Various campaigns from 9 different actors have been discovered so far, leading experts to believe the Trojan may be marketed as an affiliate system with a profit-sharing MO. The latest campaign seem to be targeting Wells Fargo, Bank of America, TD Bank, Royal Bank and JP Morgan Chase.
“A Banking Trojan is one of the oldest forms of cybercrime, and it remains one of the most popular,” explains Avast Security Evangelist Luis Corrons. “Ninety-nine point nine percent of the time, the motivation for the crime is plain and simple – money. And being able to steal credentials to siphon victims’ bank accounts makes this a very profitable business.”
Betabot goes after 18 year old MS Office vulnerability
More bad news for MS Office users as another malware has been seen using infected .doc files to get past security measures. Betabot is certainly moving up in the (criminal) world. The malware started its career as a password stealer but quickly learnt how to distribute ransomware among other malicious tools, too.
In its latest version, Betabot uses a sophisticated multi-stage approach and is packed with features to avoid detection. Leveraging an 18 year old zero-day security vulnerability in MS Office’s Equation Edition, Betabot uses a RTF file with an OLE object to execute commands on a user’s machine. The malware is spread via phishing and social engineering campaigns that convince users to download infected Word documents.
Researchers discovered that the creators have designed the latest BetaBot to operate in “paranoid mode” where it can automatically shutdown should it detect security products or if its running in a sandbox environment. It should be noted that Avast antivirus products protect you against Betabot malware.
China uses tiny chip to hack major American companies
In what seems like a plot straight out of a thriller novel, an investigation by major American companies has discovered a small chip in servers that could be part of a massive spy operation run by the Chinese government. No bigger than a grain of rice, the chip creates stealthy backdoors that allows threat actors to listen to network activity involving the infected server. Systems belonging to Apple, Amazon, a major bank and several US government contractors seem to be the targets.
At the heart of this debacle is Supermicro, one of the largest servers, workstation storage and graphics units suppliers worldwide. A regular investigation by Amazon while evaluating Elemental Technologies, which owns advanced compression technologies, revealed a troubling pattern. As part of their core products, customers of Elemental Technologies have to install advanced servers which were provided by SuperMicro Inc. Investigators discovered a small chip on the server’s mainboard that was not part of its original design. It is believed the chips were installed by manufacturing subcontractors in China.

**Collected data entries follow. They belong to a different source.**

pub use super::enduser::Entity as Enduser;
pub use super::sourcefile::Entity as Sourcefile;
pub use super::tag::Entity as Tag;
pub use super::token::Entity as Token;
pub use super::tool::Entity as Tool;
pub use super::workflow::Entity as Workflow;
pub use super::workflowversion::Entity as Workflowversion;
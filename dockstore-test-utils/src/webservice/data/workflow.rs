use chrono::NaiveDateTime;
use sea_orm::{
    ActiveModelTrait, ActiveValue, ColumnTrait, DatabaseConnection, DbErr, EntityTrait,
    QueryFilter, QueryOrder, TransactionTrait,
};

/// A version read from source control during a refresh.
pub struct RefreshedVersion {
    pub name: String,
    pub reference: String,
    pub workflow_path: String,
    pub commit_id: String,
    /// Descriptor content; `None` when the descriptor is missing on that ref
    pub descriptor: Option<String>,
}

pub struct WorkflowRepository<'a> {
    db: &'a DatabaseConnection,
}

impl<'a> WorkflowRepository<'a> {
    /// Creates a new instance of [`WorkflowRepository`]
    pub fn new(db: &'a DatabaseConnection) -> Self {
        Self { db }
    }

    pub async fn get_by_id(
        &self,
        workflow_id: i32,
    ) -> Result<Option<entity::workflow::Model>, DbErr> {
        entity::prelude::Workflow::find_by_id(workflow_id)
            .one(self.db)
            .await
    }

    pub async fn get_by_path(
        &self,
        source_control: &str,
        organization: &str,
        repository: &str,
        workflow_name: Option<&str>,
    ) -> Result<Option<entity::workflow::Model>, DbErr> {
        let query = entity::prelude::Workflow::find()
            .filter(entity::workflow::Column::SourceControl.eq(source_control))
            .filter(entity::workflow::Column::Organization.eq(organization))
            .filter(entity::workflow::Column::Repository.eq(repository));

        let query = match workflow_name {
            Some(name) => query.filter(entity::workflow::Column::WorkflowName.eq(name)),
            None => query.filter(entity::workflow::Column::WorkflowName.is_null()),
        };

        query.one(self.db).await
    }

    pub async fn get_by_user(&self, user_id: i32) -> Result<Vec<entity::workflow::Model>, DbErr> {
        entity::prelude::Workflow::find()
            .filter(entity::workflow::Column::UserId.eq(user_id))
            .order_by_asc(entity::workflow::Column::Id)
            .all(self.db)
            .await
    }

    pub async fn get_by_organization(
        &self,
        organization: &str,
    ) -> Result<Vec<entity::workflow::Model>, DbErr> {
        entity::prelude::Workflow::find()
            .filter(entity::workflow::Column::Organization.eq(organization))
            .all(self.db)
            .await
    }

    pub async fn set_published(
        &self,
        workflow: entity::workflow::Model,
        publish: bool,
    ) -> Result<entity::workflow::Model, DbErr> {
        let mut workflow: entity::workflow::ActiveModel = workflow.into();
        workflow.is_published = ActiveValue::Set(publish);
        workflow.update(self.db).await
    }

    pub async fn get_versions(
        &self,
        workflow_id: i32,
    ) -> Result<Vec<entity::workflowversion::Model>, DbErr> {
        entity::prelude::Workflowversion::find()
            .filter(entity::workflowversion::Column::WorkflowId.eq(workflow_id))
            .order_by_asc(entity::workflowversion::Column::Id)
            .all(self.db)
            .await
    }

    /// Replaces the workflow's versions and their descriptors in one transaction
    ///
    /// # Arguments
    /// - `workflow` - Workflow being refreshed
    /// - `versions` - Versions read from source control
    /// - `installation_id` - GitHub App installation of the repository, if any
    /// - `refreshed_at` - Time recorded as the last refresh
    ///
    /// # Returns
    /// - `Ok(Model)` - The updated workflow
    /// - `Err(DbErr)` - Any statement failed; nothing was changed
    pub async fn replace_versions(
        &self,
        workflow: entity::workflow::Model,
        versions: Vec<RefreshedVersion>,
        installation_id: Option<i64>,
        refreshed_at: NaiveDateTime,
    ) -> Result<entity::workflow::Model, DbErr> {
        let txn = self.db.begin().await?;

        let existing: Vec<i32> = entity::prelude::Workflowversion::find()
            .filter(entity::workflowversion::Column::WorkflowId.eq(workflow.id))
            .all(&txn)
            .await?
            .into_iter()
            .map(|version| version.id)
            .collect();

        entity::prelude::Sourcefile::delete_many()
            .filter(entity::sourcefile::Column::ParentType.eq(super::sourcefile::WORKFLOW_VERSION_PARENT))
            .filter(entity::sourcefile::Column::ParentId.is_in(existing))
            .exec(&txn)
            .await?;

        entity::prelude::Workflowversion::delete_many()
            .filter(entity::workflowversion::Column::WorkflowId.eq(workflow.id))
            .exec(&txn)
            .await?;

        let file_type = format!("DOCKSTORE_{}", workflow.descriptor_type.to_uppercase());

        for version in versions {
            let inserted = entity::workflowversion::ActiveModel {
                workflow_id: ActiveValue::Set(workflow.id),
                name: ActiveValue::Set(version.name),
                reference: ActiveValue::Set(version.reference),
                workflow_path: ActiveValue::Set(version.workflow_path.clone()),
                commit_id: ActiveValue::Set(Some(version.commit_id)),
                hidden: ActiveValue::Set(false),
                valid: ActiveValue::Set(version.descriptor.is_some()),
                ..Default::default()
            }
            .insert(&txn)
            .await?;

            if let Some(content) = version.descriptor {
                entity::sourcefile::ActiveModel {
                    parent_type: ActiveValue::Set(
                        super::sourcefile::WORKFLOW_VERSION_PARENT.to_string(),
                    ),
                    parent_id: ActiveValue::Set(inserted.id),
                    path: ActiveValue::Set(version.workflow_path),
                    file_type: ActiveValue::Set(file_type.clone()),
                    content: ActiveValue::Set(content),
                    ..Default::default()
                }
                .insert(&txn)
                .await?;
            }
        }

        let mut workflow: entity::workflow::ActiveModel = workflow.into();
        workflow.github_app_installation_id = ActiveValue::Set(installation_id);
        workflow.last_refreshed = ActiveValue::Set(Some(refreshed_at));
        let workflow = workflow.update(&txn).await?;

        txn.commit().await?;

        Ok(workflow)
    }
}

The discovery has understandably sent a shockwave throughout the US business and intelligence communities. Hardware hacking is more sophisticated than its software counterpart as it requires a thorough understanding of the systems being infiltrated. As China makes 90% of the world’s computer hardware, Chinese companies will certainly have the expertise required to pull off such an elaborate hack. The investigation is currently ongoing.